Structural analysis of the ro-vibrational states of screened hydrogen molecular ion H2+ in the regime of Borromean binding

Abstract

Abstract A detailed analysis on the structural properties of first three ro-vibrational (J = 0, ν = 0, 1, 2; J and ν being the rotational and vibrational quantum numbers, respectively) states of H 2 + ion bound via screened Coulomb interaction has been reported. Generalized Hylleraas type basis set has been considered to construct the trial wave function under the Ritz variational framework.
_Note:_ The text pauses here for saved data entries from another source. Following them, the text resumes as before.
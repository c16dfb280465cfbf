use std::ops::RangeInclusive;
use std::str::FromStr;

use serde::{Deserialize, Serialize};

use crate::notes::{active_notes, NoteGroup};
use crate::DomainError;

pub const DEFAULT_INTERVAL_SECONDS: u32 = 15;
/// Range offered by the interval control.
pub const INTERVAL_RANGE: RangeInclusive<u32> = 1..=60;
pub const DEFAULT_VOLUME: f32 = 0.75;

#[derive(Clone, Copy, Debug, Default, Serialize, Deserialize, PartialEq, Eq)]
#[serde(rename_all = "lowercase")]
pub enum NoteOrder {
    #[default]
    Ascending,
    Random,
}

impl NoteOrder {
    pub fn as_str(self) -> &'static str {
        match self {
            NoteOrder::Ascending => "ascending",
            NoteOrder::Random => "random",
        }
    }
}

impl FromStr for NoteOrder {
    type Err = std::convert::Infallible;

    /// Anything other than `random` is a fixed order.
    fn from_str(value: &str) -> Result<Self, Self::Err> {
        Ok(if value == "random" {
            NoteOrder::Random
        } else {
            NoteOrder::Ascending
        })
    }
}

/// Name of a speech voice as reported by the synthesizer.
#[derive(Clone, Debug, Serialize, Deserialize, PartialEq, Eq, Hash)]
pub struct VoiceId(pub String);

impl VoiceId {
    pub fn new(id: impl Into<String>) -> Self {
        Self(id.into())
    }

    pub fn id(&self) -> &str {
        &self.0
    }
}

impl std::fmt::Display for VoiceId {
    fn fmt(&self, f: &mut std::fmt::Formatter<'_>) -> std::fmt::Result {
        f.write_str(&self.0)
    }
}

#[derive(Clone, Debug, Serialize, Deserialize, PartialEq)]
pub struct Settings {
    pub interval_seconds: u32,
    pub include_naturals: bool,
    pub include_sharps: bool,
    pub include_flats: bool,
    pub note_order: NoteOrder,
    pub start_note: Option<String>,
    pub speech_enabled: bool,
    pub voice_id: Option<VoiceId>,
    pub volume: f32,
}

impl Default for Settings {
    fn default() -> Self {
        Self {
            interval_seconds: DEFAULT_INTERVAL_SECONDS,
            include_naturals: true,
            include_sharps: true,
            include_flats: true,
            note_order: NoteOrder::Ascending,
            start_note: None,
            speech_enabled: false,
            voice_id: None,
            volume: DEFAULT_VOLUME,
        }
    }
}

impl Settings {
    pub fn includes(&self, group: NoteGroup) -> bool {
        match group {
            NoteGroup::Natural => self.include_naturals,
            NoteGroup::Sharp => self.include_sharps,
            NoteGroup::Flat => self.include_flats,
        }
    }

    /// Sets one group flag, then re-enables every group if none is left.
    pub fn set_group(&mut self, group: NoteGroup, enabled: bool) {
        match group {
            NoteGroup::Natural => self.include_naturals = enabled,
            NoteGroup::Sharp => self.include_sharps = enabled,
            NoteGroup::Flat => self.include_flats = enabled,
        }
        self.enforce_group_invariant();
    }

    /// Returns true when the flags had to be forced on.
    pub fn enforce_group_invariant(&mut self) -> bool {
        if self.include_naturals || self.include_sharps || self.include_flats {
            return false;
        }
        self.include_naturals = true;
        self.include_sharps = true;
        self.include_flats = true;
        true
    }

    pub fn set_interval(&mut self, seconds: u32) -> Result<(), DomainError> {
        validate_interval(seconds)?;
        self.interval_seconds = seconds;
        Ok(())
    }

    pub fn set_volume(&mut self, volume: f32) -> Result<(), DomainError> {
        if !(0.0..=1.0).contains(&volume) {
            return Err(DomainError::validation(format!(
                "volume must be between 0 and 1, got {volume}"
            )));
        }
        self.volume = volume;
        Ok(())
    }

    /// Accepts only symbols from the currently active note set.
    pub fn set_start_note(&mut self, symbol: &str) -> Result<(), DomainError> {
        if !active_notes(self).iter().any(|note| note.symbol == symbol) {
            return Err(DomainError::UnknownNote(symbol.to_string()));
        }
        self.start_note = Some(symbol.to_string());
        Ok(())
    }
}

pub fn validate_interval(seconds: u32) -> Result<(), DomainError> {
    if seconds == 0 {
        return Err(DomainError::validation("interval must be a positive number of seconds"));
    }
    Ok(())
}

/// Clamps to the interval control's range.
pub fn clamp_interval(seconds: u32) -> u32 {
    seconds.clamp(*INTERVAL_RANGE.start(), *INTERVAL_RANGE.end())
}

/// Maps NaN to the default and clamps everything else into [0, 1].
pub fn sanitize_volume(volume: f32) -> f32 {
    if volume.is_nan() {
        DEFAULT_VOLUME
    } else {
        volume.clamp(0.0, 1.0)
    }
}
In order to incorporate the localized relative motion of the protons (or nuclei), we have used high powers of the interprotonic (or internuclear) distance in the basis set. The Borromean binding regime or the Borromean window (BW) has been identified for the said three states of H 2 + ion. The energy components contributing to the total energy are estimated as a parametric function of the screening parameter. Different geometrical entities e.g. radial moments 〈 r i p 〉 (p = − 1, 1 and 2), angular moments 〈 cos θ i 〉 [(i) = (1) or (12)], expectation value of the delta function δ ( r ⃗ 1 ) as well as the one-particle density are determined to get a clear view of the structural behaviour of H 2 + ion in its ground state as well as in the excited states, specially within the BW.